DeLong n’a pas été fait. Son côté mathématique se demandait si cette dynamique particulière prédateur-proie, aussi étrange que cela puisse paraître, pouvait partager des points communs avec les couples plus piétons qu’il avait l’habitude d’étudier.
Il a commencé par tracer le déclin du chlorovirus par rapport à la croissance de l’Halteria. Cette relation, a découvert DeLong, correspond généralement à celles que les écologistes ont observées parmi d’autres chasseurs microscopiques et leurs chassés.
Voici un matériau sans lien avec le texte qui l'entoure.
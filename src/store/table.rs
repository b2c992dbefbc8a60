//! Keyed record table with last-write-wins semantics.

use std::collections::BTreeMap;

use chrono::Utc;
use serde::de::DeserializeOwned;
use serde::{Deserialize, Deserializer, Serialize, Serializer};

use super::records::Record;

/// Records of one kind, ordered by key
#[derive(Debug, Clone)]
pub struct Table<R: Record> {
    rows: BTreeMap<R::Key, R>,
}

impl<R: Record> Default for Table<R> {
    fn default() -> Self {
        Self {
            rows: BTreeMap::new(),
        }
    }
}

impl<R: Record> Table<R> {
    /// Insert or replace a record, stamping `last_modified`.
    /// Returns the record previously stored under the same key.
    pub fn put(&mut self, mut record: R) -> Option<R> {
        record.touch(Utc::now());
        self.rows.insert(record.key(), record)
    }

    pub fn get(&self, key: &R::Key) -> Option<&R> {
        self.rows.get(key)
    }

    /// Apply `change` to an existing record and stamp it.
    ///
    /// A change that alters the key moves the record to its new key,
    /// replacing any record already stored there.
    pub fn update<F>(&mut self, key: &R::Key, change: F) -> Option<&R>
    where
        F: FnOnce(&mut R),
    {
        let mut record = self.rows.remove(key)?;
        change(&mut record);
        record.touch(Utc::now());

        let new_key = record.key();
        self.rows.insert(new_key.clone(), record);
        self.rows.get(&new_key)
    }

    /// All records matching `predicate`, in key order
    pub fn query<P>(&self, predicate: P) -> Vec<&R>
    where
        P: Fn(&R) -> bool,
    {
        self.rows.values().filter(|r| predicate(r)).collect()
    }

    /// First record matching `predicate`, in key order
    pub fn find<P>(&self, predicate: P) -> Option<&R>
    where
        P: Fn(&R) -> bool,
    {
        self.rows.values().find(|r| predicate(r))
    }

    pub fn delete(&mut self, key: &R::Key) -> Option<R> {
        self.rows.remove(key)
    }

    /// Remove every record matching `predicate`, returning how many went
    pub fn delete_where<P>(&mut self, predicate: P) -> usize
    where
        P: Fn(&R) -> bool,
    {
        let before = self.rows.len();
        self.rows.retain(|_, r| !predicate(r));
        before - self.rows.len()
    }

    pub fn iter(&self) -> impl Iterator<Item = &R> {
        self.rows.values()
    }

    pub fn len(&self) -> usize {
        self.rows.len()
    }

    pub fn is_empty(&self) -> bool {
        self.rows.is_empty()
    }

    pub fn last_key(&self) -> Option<&R::Key> {
        self.rows.keys().next_back()
    }
}

impl<R: Record> FromIterator<R> for Table<R> {
    fn from_iter<I: IntoIterator<Item = R>>(iter: I) -> Self {
        Self {
            rows: iter.into_iter().map(|r| (r.key(), r)).collect(),
        }
    }
}

// Stored as a plain list of records; keys are derived on load.
impl<R: Record + Serialize> Serialize for Table<R> {
    fn serialize<S: Serializer>(&self, serializer: S) -> Result<S::Ok, S::Error> {
        serializer.collect_seq(self.rows.values())
    }
}

impl<'de, R: Record + DeserializeOwned> Deserialize<'de> for Table<R> {
    fn deserialize<D: Deserializer<'de>>(deserializer: D) -> Result<Self, D::Error> {
        let records = Vec::<R>::deserialize(deserializer)?;
        Ok(records.into_iter().collect())
    }
}

#[cfg(test)]
mod tests {
    use super::*;
    use crate::store::records::{FormPage, PendingForm};
    use chrono::{Duration, Utc};

    fn key(form: &str, name: &str) -> (String, String, String) {
        FormPage::key_for("case-1", form, name)
    }

    fn page(form: &str, name: &str, valid: bool) -> FormPage {
        FormPage {
            case_id: "case-1".to_string(),
            form_id: form.to_string(),
            page_name: name.to_string(),
            data: Default::default(),
            is_valid: valid,
            validation_errors: Vec::new(),
            last_modified: Utc::now() - Duration::days(1),
        }
    }

    #[test]
    fn test_put_stamps_last_modified() {
        let mut table = Table::default();
        let old = page("ecg", "p1", true);
        let stale = old.last_modified;
        table.put(old);

        let stored = table.get(&key("ecg", "p1")).unwrap();
        assert!(stored.last_modified > stale);
    }

    #[test]
    fn test_put_same_key_is_last_write_wins() {
        let mut table = Table::default();
        table.put(page("ecg", "p1", false));
        let previous = table.put(page("ecg", "p1", true));

        assert!(previous.is_some());
        assert_eq!(table.len(), 1);
        assert!(table.get(&key("ecg", "p1")).unwrap().is_valid);
    }

    #[test]
    fn test_query_and_delete_where() {
        let mut table = Table::default();
        table.put(page("ecg", "p1", true));
        table.put(page("ecg", "p2", false));
        table.put(page("xray", "p1", true));

        assert_eq!(table.query(|p| p.form_id == "ecg").len(), 2);
        assert_eq!(table.delete_where(|p| p.is_valid), 2);
        assert_eq!(table.len(), 1);
    }

    #[test]
    fn test_update_missing_key_returns_none() {
        let mut table: Table<FormPage> = Table::default();
        assert!(table
            .update(&key("ecg", "nope"), |p| p.is_valid = true)
            .is_none());
    }

    #[test]
    fn test_update_that_changes_key_moves_record() {
        let now = Utc::now();
        let mut table = Table::default();
        table.put(PendingForm {
            id: 1,
            template_id: "ECG".to_string(),
            case_id: "case-1".to_string(),
            answers: Default::default(),
            volunteer_id: None,
            study_number: None,
            synced: false,
            created_at: now,
            last_modified: now,
        });

        let moved = table.update(&1, |f| f.id = 7).unwrap();
        assert_eq!(moved.id, 7);
        assert!(table.get(&1).is_none());
        assert_eq!(table.get(&7).unwrap().id, 7);
        assert_eq!(table.len(), 1);

        // keys still match records after a serialize/deserialize cycle
        let value = serde_json::to_value(&table).unwrap();
        let back: Table<PendingForm> = serde_json::from_value(value).unwrap();
        assert!(back.get(&7).is_some());
    }

    #[test]
    fn test_serializes_as_list() {
        let mut table = Table::default();
        table.put(page("ecg", "p1", true));

        let value = serde_json::to_value(&table).unwrap();
        assert!(value.is_array());

        let back: Table<FormPage> = serde_json::from_value(value).unwrap();
        assert_eq!(back.len(), 1);
    }
}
L’Halteria a également converti environ 17% de la masse de chlorovirus consommée en une nouvelle masse, ce qui correspond exactement aux pourcentages observés lorsque Paramecia mange des bactéries et que des crustacés d’un millimètre de long mangent des algues. Même la vitesse à laquelle les ciliés se nourrissaient du virus et la disparité d’environ 10 000 fois dans leur taille correspondent à d’autres études de cas aquatiques.
« J’étais motivé pour déterminer si c’était bizarre ou non, ou si ça convenait », a déclaré DeLong. « Ce n’est pas bizarre. C’est juste que personne ne l’a remarqué. »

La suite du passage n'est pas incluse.